Your life is sad. Looking at the newest post on your Instagram page, there only seems to be a mere twenty likes and three comments—pathetic, pitiful even. Had you obtained a modest 100 likes, you would not have seemed as sorrowful; perhaps people knew from your bland camera angles or your general unlikeable nature to avoid your account. 

Or maybe, the lack of appreciation for the picture you so naïvely desired to share with the world stemmed from the fact that the majority of your life is essentially boring. For some inspiration on how to add some fun on your page, look no further than the most interesting people on the planet: social media influencers. Their talents lie not only in lounging around at expensive hotels and wearing the newest Prada – Gucci – Chanel – Dior – Ultra – Supreme – Boujee – Upper Class – Fancy clothing, but also in their outrageously hilarious comedy skits which often involve the destruction of stores (the employees at these stores should be thankful that they even got a slight taste of the influencer life, in the end, we are all servants to these people and must clean up their messes so they can make the most of their lives), or their extremely complicated and intricate dance routines such as the critically acclaimed “Renegade”. 

The factor that makes these pillars of society outstandingly superior to the average human being, however, lies in the general positivity and warmth they so graciously spread to their spectators. In every post, story, and TikTok shared, one can always notice a good-natured grin accompanying the enlightening content they publicize for the day. After all, it is a well established fact that influencers have never had a bad day in their life, as observed through their posts. Whether they engage in a day out with friends, a dinner party at the groundbreaking new eatery in town, or a mindfulness session (which always ends with a heartfelt, “namaste,” due to their deep knowledge of ethnic greetings), anyone can feel the pure enjoyment these people experience.
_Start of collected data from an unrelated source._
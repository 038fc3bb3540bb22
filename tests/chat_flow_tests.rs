//! Chat overlay flows driven end to end against a scripted backend.

use async_trait::async_trait;
use std::cell::RefCell;
use std::collections::VecDeque;
use textbook_widgets::api::{Backend, QueryRequest, QueryResponse, TranslateRequest, Unconfigured};
use textbook_widgets::chat::{ChatSession, OverlayState, ask};
use textbook_widgets::selection::{RawSelection, SelectionWatcher};
use textbook_widgets::types::{Role, SourceCitation};
use textbook_widgets::{WidgetError, WidgetResult};

#[derive(Default)]
struct ScriptedBackend {
    replies: RefCell<VecDeque<WidgetResult<QueryResponse>>>,
    seen: RefCell<Vec<QueryRequest>>,
}

impl ScriptedBackend {
    fn with(replies: Vec<WidgetResult<QueryResponse>>) -> Self {
        Self {
            replies: RefCell::new(replies.into()),
            seen: RefCell::default(),
        }
    }
}

#[async_trait(?Send)]
impl Backend for ScriptedBackend {
    async fn query(&self, request: &QueryRequest) -> WidgetResult<QueryResponse> {
        self.seen.borrow_mut().push(request.clone());
        self.replies
            .borrow_mut()
            .pop_front()
            .unwrap_or_else(|| Err(WidgetError::NetworkOrParse("no scripted reply".into())))
    }

    async fn translate(&self, _request: &TranslateRequest) -> WidgetResult<String> {
        Err(WidgetError::RequestFailed {
            status: 404,
            body: "not used".into(),
        })
    }
}

fn answer(text: &str) -> QueryResponse {
    QueryResponse {
        response: text.to_string(),
        sources: vec![SourceCitation {
            chunk_id: "ch2-s1-0".into(),
            chapter_id: 2,
            section_id: "2.1".into(),
            section_title: "Locomotion".into(),
            preview_text: "Wheeled robots...".into(),
            relevance_score: 0.91,
        }],
        query_time_ms: Some(640.0),
    }
}

async fn send(chat: &mut ChatSession, backend: &dyn Backend, question: &str) -> bool {
    let Some(pending) = chat.begin_send(question) else {
        return false;
    };
    let outcome = ask(backend, &pending).await;
    chat.complete(pending.ticket, outcome)
}

fn selection(text: &str) -> RawSelection {
    RawSelection {
        text: text.to_string(),
        left: 40.0,
        top: 120.0,
        width: 180.0,
        scroll_x: 0.0,
        scroll_y: 900.0,
    }
}

#[tokio::test]
async fn selecting_text_opens_chat_with_context() {
    let mut watcher = SelectionWatcher::default();
    let mut chat = ChatSession::default();

    assert!(watcher.observe(&selection("robots move efficiently")));
    let anchor = watcher.current().unwrap().anchor;
    assert_eq!(anchor.x, 40.0 + 90.0 - 60.0);
    assert_eq!(anchor.y, 120.0 + 900.0 - 40.0);

    let text = watcher.take().unwrap();
    chat.open_with_context(text);

    assert_eq!(chat.state(), OverlayState::OpenWithContext);
    let banner = chat.context_preview().unwrap();
    assert!(banner.starts_with("robots move efficiently"));
    assert!(banner.ends_with("..."));
    assert!(watcher.current().is_none());
}

#[tokio::test]
async fn context_is_sent_once_then_dropped() {
    let backend = ScriptedBackend::with(vec![Ok(answer("First")), Ok(answer("Second"))]);
    let mut chat = ChatSession::default();
    chat.open_with_context("robots move efficiently");

    assert!(send(&mut chat, &backend, "What does this mean?").await);
    assert!(send(&mut chat, &backend, "And more generally?").await);

    let seen = backend.seen.borrow();
    assert_eq!(seen[0].selected_text.as_deref(), Some("robots move efficiently"));
    assert_eq!(seen[1].selected_text, None);
}

#[tokio::test]
async fn rate_limit_is_reported_in_transcript() {
    let backend = ScriptedBackend::with(vec![Err(WidgetError::RateLimited {
        body: "too many requests".into(),
    })]);
    let mut chat = ChatSession::default();
    chat.open_empty();

    send(&mut chat, &backend, "Explain PID control").await;

    let last = chat.messages().last().unwrap();
    assert_eq!(last.role, Role::Assistant);
    assert!(last.content.contains("Rate limit exceeded"));
    assert!(!chat.is_loading());
    assert_eq!(chat.state(), OverlayState::OpenEmpty);
}

#[tokio::test]
async fn transcript_alternates_across_mixed_outcomes() {
    let backend = ScriptedBackend::with(vec![
        Ok(answer("A")),
        Err(WidgetError::ServerError {
            status: 500,
            body: "trace".into(),
        }),
        Err(WidgetError::RequestFailed {
            status: 422,
            body: "bad".into(),
        }),
        Ok(answer("B")),
    ]);
    let mut chat = ChatSession::default();
    chat.open_empty();

    for question in ["q1", "q2", "q3", "q4", "q5"] {
        send(&mut chat, &backend, question).await;
    }

    let messages = chat.messages();
    assert_eq!(messages.len(), 10);
    for pair in messages.chunks(2) {
        assert_eq!(pair[0].role, Role::User);
        assert_eq!(pair[1].role, Role::Assistant);
    }
    assert_eq!(messages[1].sources.len(), 1);
    assert!(messages[3].content.contains("Server error"));
    assert!(messages[5].content.contains("Failed to get response"));
    assert!(messages[9].content.contains("no scripted reply"));
}

#[tokio::test]
async fn unconfigured_backend_answers_with_error_message() {
    let mut chat = ChatSession::default();
    chat.open_empty();

    send(&mut chat, &Unconfigured, "Hello?").await;

    let last = chat.messages().last().unwrap();
    assert!(last.content.contains("Chatbot backend URL is not configured."));
}

#[tokio::test]
async fn second_question_waits_for_the_first() {
    let backend = ScriptedBackend::with(vec![Ok(answer("only"))]);
    let mut chat = ChatSession::default();
    chat.open_empty();

    let first = chat.begin_send("first").unwrap();
    assert!(chat.begin_send("second").is_none());

    let outcome = ask(&backend, &first).await;
    chat.complete(first.ticket, outcome);

    assert_eq!(chat.messages().len(), 2);
    assert_eq!(backend.seen.borrow().len(), 1);
}

#[tokio::test]
async fn closing_hides_but_keeps_history() {
    let backend = ScriptedBackend::with(vec![Ok(answer("kept"))]);
    let mut chat = ChatSession::default();
    chat.open_with_context("robots move efficiently");
    send(&mut chat, &backend, "hi").await;

    chat.close();
    assert_eq!(chat.state(), OverlayState::Closed);
    chat.open_empty();
    assert_eq!(chat.messages().len(), 2);
    assert_eq!(chat.messages()[1].content, "kept");
}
Platforms show that they are always happy, and these apps directly parallel our daily practices, therefore, this connection proves that these figures constantly uphold a jovial temperament (unlike the common folk, who have to deal with issues regarding family, health, school, and friends). In the end, what is social media if not an exact reflection of our lives? 
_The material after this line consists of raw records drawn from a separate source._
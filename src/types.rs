use serde::{Deserialize, Deserializer, Serialize};
use time::OffsetDateTime;

#[derive(Clone, Copy, Debug, PartialEq, Eq, Serialize, Deserialize)]
#[serde(rename_all = "lowercase")]
pub enum Role {
    User,
    Assistant,
}

/// Backend metadata pointing at the textbook section behind part of an answer.
#[derive(Clone, Debug, Default, PartialEq, Serialize, Deserialize)]
#[serde(default)]
pub struct SourceCitation {
    pub chunk_id: String,
    pub chapter_id: i64,
    pub section_id: String,
    pub section_title: String,
    pub preview_text: String,
    pub relevance_score: f64,
}

impl SourceCitation {
    /// Older deployments of the backend report sources as bare labels.
    pub fn from_label(label: impl Into<String>) -> Self {
        let label = label.into();
        Self {
            chunk_id: label.clone(),
            section_title: label,
            ..Self::default()
        }
    }
}

#[derive(Deserialize)]
#[serde(untagged)]
enum RawSource {
    Citation(SourceCitation),
    Label(String),
}

pub(crate) fn deserialize_sources<'de, D>(deserializer: D) -> Result<Vec<SourceCitation>, D::Error>
where
    D: Deserializer<'de>,
{
    let raw = Option::<Vec<RawSource>>::deserialize(deserializer)?;
    Ok(raw
        .unwrap_or_default()
        .into_iter()
        .map(|source| match source {
            RawSource::Citation(citation) => citation,
            RawSource::Label(label) => SourceCitation::from_label(label),
        })
        .collect())
}

#[derive(Clone, Debug, PartialEq)]
pub struct ChatMessage {
    pub role: Role,
    pub content: String,
    pub sources: Vec<SourceCitation>,
    pub created_at: Option<OffsetDateTime>,
    pub query_time_ms: Option<f64>,
}

impl ChatMessage {
    pub fn user(content: impl Into<String>) -> Self {
        Self {
            role: Role::User,
            content: content.into(),
            sources: Vec::new(),
            created_at: Some(current_time()),
            query_time_ms: None,
        }
    }

    pub fn assistant(content: impl Into<String>) -> Self {
        Self {
            role: Role::Assistant,
            content: content.into(),
            sources: Vec::new(),
            created_at: Some(current_time()),
            query_time_ms: None,
        }
    }

    pub fn is_user(&self) -> bool {
        matches!(self.role, Role::User)
    }
}

/// Page coordinates for the floating selection button.
#[derive(Clone, Copy, Debug, Default, PartialEq, Serialize, Deserialize)]
pub struct Anchor {
    pub x: f64,
    pub y: f64,
}

#[derive(Clone, Debug, PartialEq)]
pub struct SelectionState {
    pub text: String,
    pub anchor: Anchor,
}

pub(crate) fn current_time() -> OffsetDateTime {
    OffsetDateTime::now_utc()
}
Studies show that, “social comparison and feedback seeking by teens using social media… was linked with depressive symptoms” (Mayo). In essence, many teenagers compare themselves with others, curious to see if they can receive more likes and comments than their peers. Waiting expectantly for a certain amount of validation on social platforms, they can become depressed if the numbers do not match the ones envisioned in their head. 

These ignorant teens do not realize the solution to this problem: that there simply is not one. If they really wanted to obtain the recognition they greatly crave, these teens should register the necessary qualifications to accomplish this goal: having a fun life. Since social media parallels a person’s actual life, the only way to make yourself popular and desirable amongst the general public is to participate in appealing activities to make yourself untouchable to not worry about the struggles that the commoners go through. These actions prove to be hopeless for the average teenager though, as obstacles in their life that the media considers, “uncool” and “not fun,” such as meddling parents and school stand in the way. In simple terms: if you want more likes, just have a better life.